PROMPT = For the records below, say how many lines contain the string "between". Give no other text.

DATA section start

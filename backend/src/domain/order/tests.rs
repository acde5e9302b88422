//! Tests for order construction and the status lifecycle.

use super::*;
use chrono::{TimeDelta, TimeZone};
use rstest::{fixture, rstest};

fn address(street: &str) -> Address {
    Address::try_new(AddressParts {
        street: street.to_owned(),
        zip_code: "06600".to_owned(),
        ext_num: "10".to_owned(),
        int_num: None,
        city: "Guadalajara".to_owned(),
        state: "Jalisco".to_owned(),
        country: "MX".to_owned(),
    })
    .expect("valid address")
}

#[fixture]
fn now() -> DateTime<Utc> {
    Utc.with_ymd_and_hms(2024, 3, 1, 12, 0, 0)
        .single()
        .expect("valid timestamp")
}

#[fixture]
fn draft() -> OrderDraft {
    OrderDraft {
        client_id: UserId::random(),
        origin: Coordinates::new(20.6597, -103.3496),
        destination: Coordinates::new(19.4326, -99.1332),
        origin_address: address("Av. Vallarta"),
        destination_address: address("Paseo de la Reforma"),
        product_quantity: 2,
        total_weight: 3.5,
    }
}

#[fixture]
fn order(draft: OrderDraft, now: DateTime<Utc>) -> Order {
    Order::new(draft, now).expect("valid draft")
}

const ALLOWED: &[(OrderStatus, OrderStatus)] = &[
    (OrderStatus::Created, OrderStatus::Collected),
    (OrderStatus::Created, OrderStatus::Cancelled),
    (OrderStatus::Collected, OrderStatus::AtStation),
    (OrderStatus::Collected, OrderStatus::Cancelled),
    (OrderStatus::AtStation, OrderStatus::InRoute),
    (OrderStatus::AtStation, OrderStatus::Cancelled),
    (OrderStatus::InRoute, OrderStatus::Delivered),
    (OrderStatus::InRoute, OrderStatus::Cancelled),
];

#[rstest]
fn transition_table_matches_lifecycle() {
    for from in OrderStatus::ALL {
        for to in OrderStatus::ALL {
            let expected = ALLOWED.contains(&(from, to));
            assert_eq!(
                from.can_transition_to(to),
                expected,
                "{from} -> {to} should be {}",
                if expected { "allowed" } else { "rejected" }
            );
        }
    }
}

#[rstest]
#[case(OrderStatus::Delivered)]
#[case(OrderStatus::Cancelled)]
fn terminal_statuses_have_no_exits(#[case] status: OrderStatus) {
    assert!(status.is_terminal());
    assert!(OrderStatus::ALL.iter().all(|next| !status.can_transition_to(*next)));
}

#[rstest]
fn no_status_transitions_to_itself() {
    for status in OrderStatus::ALL {
        assert!(!status.can_transition_to(status));
    }
}

#[rstest]
#[case("created", OrderStatus::Created)]
#[case("at_station", OrderStatus::AtStation)]
#[case("in_route", OrderStatus::InRoute)]
fn status_parses_wire_names(#[case] raw: &str, #[case] expected: OrderStatus) {
    assert_eq!(raw.parse::<OrderStatus>().expect("known status"), expected);
}

#[rstest]
fn status_rejects_unknown_names() {
    let err = "lost".parse::<OrderStatus>().expect_err("unknown status");
    assert_eq!(err.to_string(), "invalid order status: lost");
}

#[rstest]
#[case(0.1, Some(PackageSize::S))]
#[case(5.0, Some(PackageSize::S))]
#[case(5.01, Some(PackageSize::M))]
#[case(15.0, Some(PackageSize::M))]
#[case(15.5, Some(PackageSize::L))]
#[case(25.0, Some(PackageSize::L))]
#[case(25.01, None)]
fn package_size_boundaries(#[case] weight: f64, #[case] expected: Option<PackageSize>) {
    assert_eq!(PackageSize::from_weight(weight), expected);
}

#[rstest]
fn new_order_starts_created(order: Order, now: DateTime<Utc>) {
    assert_eq!(order.status(), OrderStatus::Created);
    assert_eq!(order.package_size(), PackageSize::S);
    assert_eq!(order.revision(), 0);
    assert_eq!(order.created_at(), now);
    assert_eq!(order.updated_at(), now);
}

#[rstest]
fn heavy_order_is_rejected(mut draft: OrderDraft, now: DateTime<Utc>) {
    draft.total_weight = 25.01;
    let err = Order::new(draft, now).expect_err("too heavy");
    assert_eq!(err, OrderValidationError::WeightExceedsServiceLimit);
    assert!(err.to_string().starts_with("weight exceeds standard service limit"));
}

#[rstest]
#[case(0.0)]
#[case(-2.0)]
#[case(f64::NAN)]
fn non_positive_weight_is_rejected(mut draft: OrderDraft, now: DateTime<Utc>, #[case] weight: f64) {
    draft.total_weight = weight;
    assert_eq!(
        Order::new(draft, now).expect_err("bad weight"),
        OrderValidationError::WeightNotPositive
    );
}

#[rstest]
fn zero_quantity_is_rejected(mut draft: OrderDraft, now: DateTime<Utc>) {
    draft.product_quantity = 0;
    let err = Order::new(draft, now).expect_err("bad quantity");
    assert_eq!(err.to_string(), "product quantity must be greater than 0");
}

#[rstest]
#[case(MAX_PRODUCT_QUANTITY, true)]
#[case(MAX_PRODUCT_QUANTITY + 1, false)]
#[case(u32::MAX, false)]
fn quantity_is_capped_at_storage_range(
    mut draft: OrderDraft,
    now: DateTime<Utc>,
    #[case] quantity: u32,
    #[case] accepted: bool,
) {
    draft.product_quantity = quantity;
    match Order::new(draft, now) {
        Ok(order) => {
            assert!(accepted);
            assert_eq!(order.product_quantity(), quantity);
        }
        Err(err) => {
            assert!(!accepted);
            assert_eq!(err, OrderValidationError::QuantityTooLarge);
        }
    }
}

#[rstest]
fn origin_is_checked_before_everything_else(mut draft: OrderDraft, now: DateTime<Utc>) {
    draft.origin = Coordinates::new(91.0, 0.0);
    draft.destination = Coordinates::new(0.0, 200.0);
    draft.product_quantity = 0;
    draft.total_weight = 99.0;

    let err = Order::new(draft, now).expect_err("invalid");
    assert_eq!(
        err.to_string(),
        "invalid origin coordinates: latitude must be between -90 and 90"
    );
}

#[rstest]
fn destination_is_checked_before_quantity(mut draft: OrderDraft, now: DateTime<Utc>) {
    draft.destination = Coordinates::new(0.0, -180.5);
    draft.product_quantity = 0;

    let err = Order::new(draft, now).expect_err("invalid");
    assert_eq!(
        err.to_string(),
        "invalid destination coordinates: longitude must be between -180 and 180"
    );
}

#[rstest]
fn quantity_is_checked_before_weight(mut draft: OrderDraft, now: DateTime<Utc>) {
    draft.product_quantity = 0;
    draft.total_weight = -1.0;
    assert_eq!(
        Order::new(draft, now).expect_err("invalid"),
        OrderValidationError::QuantityNotPositive
    );
}

#[rstest]
#[case(90.0, 180.0)]
#[case(-90.0, -180.0)]
fn coordinate_bounds_are_inclusive(#[case] latitude: f64, #[case] longitude: f64) {
    assert!(Coordinates::new(latitude, longitude).validate().is_ok());
}

#[rstest]
fn update_status_advances_and_bumps_revision(mut order: Order, now: DateTime<Utc>) {
    let later = now + TimeDelta::hours(1);
    order
        .update_status(OrderStatus::Collected, later)
        .expect("allowed transition");

    assert_eq!(order.status(), OrderStatus::Collected);
    assert_eq!(order.updated_at(), later);
    assert_eq!(order.revision(), 1);
}

#[rstest]
fn rejected_transition_leaves_order_untouched(mut order: Order, now: DateTime<Utc>) {
    let before = order.clone();
    let err = order
        .update_status(OrderStatus::Delivered, now + TimeDelta::hours(1))
        .expect_err("skips stages");

    assert_eq!(
        err,
        InvalidTransition {
            from: OrderStatus::Created,
            to: OrderStatus::Delivered,
        }
    );
    assert_eq!(err.to_string(), "invalid status transition from created to delivered");
    assert_eq!(order, before);
}

/// Walk legal transitions from `created` until `order` sits in `target`.
fn drive_to(order: &mut Order, target: OrderStatus, now: DateTime<Utc>) {
    let mut at = now;
    while order.status() != target {
        let next = if target == OrderStatus::Cancelled {
            OrderStatus::Cancelled
        } else {
            *order
                .status()
                .allowed_transitions()
                .first()
                .expect("non-terminal status moves forward")
        };
        at += TimeDelta::minutes(1);
        order.update_status(next, at).expect("legal step");
    }
}

#[rstest]
fn every_illegal_transition_leaves_order_untouched(order: Order, now: DateTime<Utc>) {
    let mut checked = 0;
    for from in OrderStatus::ALL {
        let mut start = order.clone();
        drive_to(&mut start, from, now);
        for to in OrderStatus::ALL {
            if from.can_transition_to(to) {
                continue;
            }
            let mut candidate = start.clone();
            let before = candidate.clone();
            let err = candidate
                .update_status(to, now + TimeDelta::days(1))
                .expect_err("illegal transition");

            assert_eq!(err, InvalidTransition { from, to }, "{from} -> {to}");
            assert_eq!(candidate, before, "{from} -> {to} mutated the order");
            checked += 1;
        }
    }
    assert_eq!(checked, OrderStatus::ALL.len().pow(2) - ALLOWED.len());
}

#[rstest]
fn full_lifecycle_reaches_delivered(mut order: Order, now: DateTime<Utc>) {
    for next in [
        OrderStatus::Collected,
        OrderStatus::AtStation,
        OrderStatus::InRoute,
        OrderStatus::Delivered,
    ] {
        order.update_status(next, now).expect("forward transition");
    }
    assert_eq!(order.status(), OrderStatus::Delivered);
    assert_eq!(order.revision(), 4);
    assert!(order.update_status(OrderStatus::Cancelled, now).is_err());
}

#[rstest]
#[case(AddressParts { street: " ".into(), ..complete_parts() }, AddressValidationError::MissingStreetDetails)]
#[case(AddressParts { ext_num: String::new(), ..complete_parts() }, AddressValidationError::MissingStreetDetails)]
#[case(AddressParts { country: String::new(), ..complete_parts() }, AddressValidationError::MissingRegion)]
fn address_requires_fields(#[case] parts: AddressParts, #[case] expected: AddressValidationError) {
    assert_eq!(Address::try_new(parts).expect_err("incomplete"), expected);
}

fn complete_parts() -> AddressParts {
    AddressParts {
        street: "Insurgentes Sur".to_owned(),
        zip_code: "03100".to_owned(),
        ext_num: "1457".to_owned(),
        int_num: Some("4B".to_owned()),
        city: "CDMX".to_owned(),
        state: "CDMX".to_owned(),
        country: "MX".to_owned(),
    }
}

#[rstest]
fn address_display_includes_interior_number() {
    let address = Address::try_new(complete_parts()).expect("valid address");
    assert_eq!(
        address.to_string(),
        "Insurgentes Sur 1457 Int. 4B, 03100 CDMX, CDMX, MX"
    );
}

DATA section end

TASK OUTPUT = 2